(Stored items)
[Start of section]

//! Configuration consumed by the readers.

use std::sync::Arc;

use crate::node::XmlSpace;

/// Default size of the buffer between the input and the tokenizer.
pub(crate) const DEFAULT_BUFFER_SIZE: usize = 4096;

/// How strictly the document structure is checked.
#[derive(Clone, Copy, Debug, PartialEq, Eq)]
pub enum ConformanceLevel {
    /// Decide from the input: an XML declaration or a DOCTYPE switches to
    /// [`ConformanceLevel::Document`], otherwise the input is read as a fragment
    Auto,
    /// Any number of top-level elements and top-level character data
    Fragment,
    /// Exactly one root element, no character data outside of it
    Document,
}

/// What to do with a `<!DOCTYPE>` declaration.
#[derive(Clone, Copy, Debug, PartialEq, Eq)]
pub enum DtdProcessing {
    /// A DOCTYPE is a well-formedness error
    Prohibit,
    /// The DOCTYPE is skipped without reporting a node
    Ignore,
    /// The DOCTYPE is reported and internal entity declarations are honored
    Parse,
}

/// How references to declared general entities are surfaced.
#[derive(Clone, Copy, Debug, PartialEq, Eq)]
pub enum EntityHandling {
    /// Replacement text is merged into the surrounding character data
    ExpandEntities,
    /// Only character references are expanded; general entities surface as
    /// `EntityReference` nodes the caller may resolve
    ExpandCharEntities,
}

/// Builder for the reader configuration.
///
/// Every setter consumes and returns the settings, so a configuration is
/// written as one chain:
///
/// ```
/// use xml_cursor::reader::{ConformanceLevel, ReaderSettings};
///
/// let settings = ReaderSettings::new()
///     .ignore_whitespace(true)
///     .conformance_level(ConformanceLevel::Fragment);
/// assert!(settings.get_ignore_whitespace());
/// ```
#[derive(Clone, Debug)]
pub struct ReaderSettings {
    pub(crate) ignore_whitespace: bool,
    pub(crate) ignore_comments: bool,
    pub(crate) ignore_processing_instructions: bool,
    pub(crate) conformance_level: ConformanceLevel,
    pub(crate) dtd_processing: DtdProcessing,
    pub(crate) entity_handling: EntityHandling,
    pub(crate) namespaces: bool,
    pub(crate) check_comments: bool,
    pub(crate) buffer_size: Option<usize>,
    pub(crate) line_number_offset: usize,
    pub(crate) line_position_offset: usize,
}

impl Default for ReaderSettings {
    fn default() -> Self {
        Self::new()
    }
}

impl ReaderSettings {
    /// Creates the default configuration.
    pub fn new() -> Self {
        Self {
            ignore_whitespace: false,
            ignore_comments: false,
            ignore_processing_instructions: false,
            conformance_level: ConformanceLevel::Document,
            dtd_processing: DtdProcessing::Prohibit,
            entity_handling: EntityHandling::ExpandEntities,
            namespaces: true,
            check_comments: false,
            buffer_size: None,
            line_number_offset: 0,
            line_position_offset: 0,
        }
    }

    /// Changes whether insignificant whitespace is reported.
    ///
    /// When set to `true`, `Whitespace` nodes are skipped. Whitespace inside
    /// an `xml:space="preserve"` scope is significant and is always reported.
    ///
    /// (`false` by default)
    pub fn ignore_whitespace(mut self, val: bool) -> Self {
        self.ignore_whitespace = val;
        self
    }

    /// Changes whether comments are reported.
    ///
    /// (`false` by default)
    pub fn ignore_comments(mut self, val: bool) -> Self {
        self.ignore_comments = val;
        self
    }

    /// Changes whether processing instructions are reported. The XML
    /// declaration is not a processing instruction and is not affected.
    ///
    /// (`false` by default)
    pub fn ignore_processing_instructions(mut self, val: bool) -> Self {
        self.ignore_processing_instructions = val;
        self
    }

    /// Sets the structural checks applied to the input.
    ///
    /// ([`ConformanceLevel::Document`] by default)
    pub fn conformance_level(mut self, val: ConformanceLevel) -> Self {
        self.conformance_level = val;
        self
    }

    /// Sets the treatment of `<!DOCTYPE>`.
    ///
    /// ([`DtdProcessing::Prohibit`] by default)
    pub fn dtd_processing(mut self, val: DtdProcessing) -> Self {
        self.dtd_processing = val;
        self
    }

    /// Sets how declared general entities are reported.
    ///
    /// ([`EntityHandling::ExpandEntities`] by default)
    pub fn entity_handling(mut self, val: EntityHandling) -> Self {
        self.entity_handling = val;
        self
    }

    /// Changes whether namespace declarations are processed.
    ///
    /// When `false`, names are reported as written: colons are part of the
    /// local name and every namespace URI is empty.
    ///
    /// (`true` by default)
    pub fn namespaces(mut self, val: bool) -> Self {
        self.namespaces = val;
        self
    }

    /// Changes whether comments should be validated.
    ///
    /// When set to `true`, every [`Comment`] node is checked for not containing
    /// `--`, which [is not allowed] in XML comments. Most of the time we don't
    /// want comments at all so we don't really care about comment correctness,
    /// thus the default value is `false` to improve performance.
    ///
    /// (`false` by default)
    ///
    /// [`Comment`]: crate::node::NodeType::Comment
    /// [is not allowed]: https://www.w3.org/TR/xml11/#sec-comments
    pub fn check_comments(mut self, val: bool) -> Self {
        self.check_comments = val;
        self
    }

    /// Forces the size of the input buffer, overriding the size the factory
    /// would pick.
    pub fn buffer_size(mut self, val: usize) -> Self {
        self.buffer_size = Some(val.max(1));
        self
    }

    /// Added to every reported line number.
    ///
    /// (`0` by default)
    pub fn line_number_offset(mut self, val: usize) -> Self {
        self.line_number_offset = val;
        self
    }

    /// Added to every column reported on the first line.
    ///
    /// (`0` by default)
    pub fn line_position_offset(mut self, val: usize) -> Self {
        self.line_position_offset = val;
        self
    }

    /// Returns `true` if insignificant whitespace is skipped.
    pub fn get_ignore_whitespace(&self) -> bool {
        self.ignore_whitespace
    }

    /// Returns the configured conformance level.
    pub fn get_conformance_level(&self) -> ConformanceLevel {
        self.conformance_level
    }

    /// Returns the configured DOCTYPE treatment.
    pub fn get_dtd_processing(&self) -> DtdProcessing {
        self.dtd_processing
    }

    /// Returns the forced buffer size, if any.
    pub fn get_buffer_size(&self) -> Option<usize> {
        self.buffer_size
    }
}

/// Context a document fragment is read in: where it came from and what is
/// in scope around it.
#[derive(Clone, Debug, Default)]
pub struct ParserContext {
    pub(crate) base_uri: Option<Arc<str>>,
    pub(crate) xml_lang: Option<String>,
    pub(crate) xml_space: XmlSpace,
    pub(crate) namespaces: Vec<(String, String)>,
}

impl ParserContext {
    /// Creates an empty context.
    pub fn new() -> Self {
        Self::default()
    }

    /// Sets the base URI reported for every node.
    pub fn base_uri(mut self, uri: &str) -> Self {
        self.base_uri = Some(Arc::from(uri));
        self
    }

    /// Sets the `xml:lang` in scope around the fragment.
    pub fn xml_lang(mut self, lang: &str) -> Self {
        self.xml_lang = Some(lang.to_string());
        self
    }

    /// Sets the `xml:space` in scope around the fragment.
    pub fn xml_space(mut self, space: XmlSpace) -> Self {
        self.xml_space = space;
        self
    }

    /// Binds `prefix` to `namespace` around the fragment. An empty prefix
    /// sets the default namespace.
    pub fn namespace(mut self, prefix: &str, namespace: &str) -> Self {
        self.namespaces.push((prefix.to_string(), namespace.to_string()));
        self
    }
}

#[cfg(test)]
mod test {
    use super::*;
    use pretty_assertions::assert_eq;

    #[test]
    fn defaults() {
        let settings = ReaderSettings::default();
        assert_eq!(settings.get_conformance_level(), ConformanceLevel::Document);
        assert_eq!(settings.get_dtd_processing(), DtdProcessing::Prohibit);
        assert_eq!(settings.entity_handling, EntityHandling::ExpandEntities);
        assert!(settings.namespaces);
        assert_eq!(settings.get_buffer_size(), None);
    }

    #[test]
    fn buffer_size_is_at_least_one() {
        assert_eq!(ReaderSettings::new().buffer_size(0).get_buffer_size(), Some(1));
    }

    #[test]
    fn context_collects_bindings() {
        let context = ParserContext::new()
            .namespace("", "urn:d")
            .namespace("p", "urn:p")
            .xml_lang("en");
        assert_eq!(context.namespaces.len(), 2);
        assert_eq!(context.xml_lang.as_deref(), Some("en"));
        assert_eq!(context.xml_space, XmlSpace::None);
    }
}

[End of section]

- Exercise goal:
Using the records above, copy word for word the line with "is always reported.", the line with "pub fn ignore_comments(mut", and every line between them.

- Answer to the problem:
    /// an `xml:space="preserve"` scope is significant and is always reported.
    ///
    /// (`false` by default)
    pub fn ignore_whitespace(mut self, val: bool) -> Self {
        self.ignore_whitespace = val;
        self
    }

    /// Changes whether comments are reported.
    ///
    /// (`false` by default)
    pub fn ignore_comments(mut self, val: bool) -> Self {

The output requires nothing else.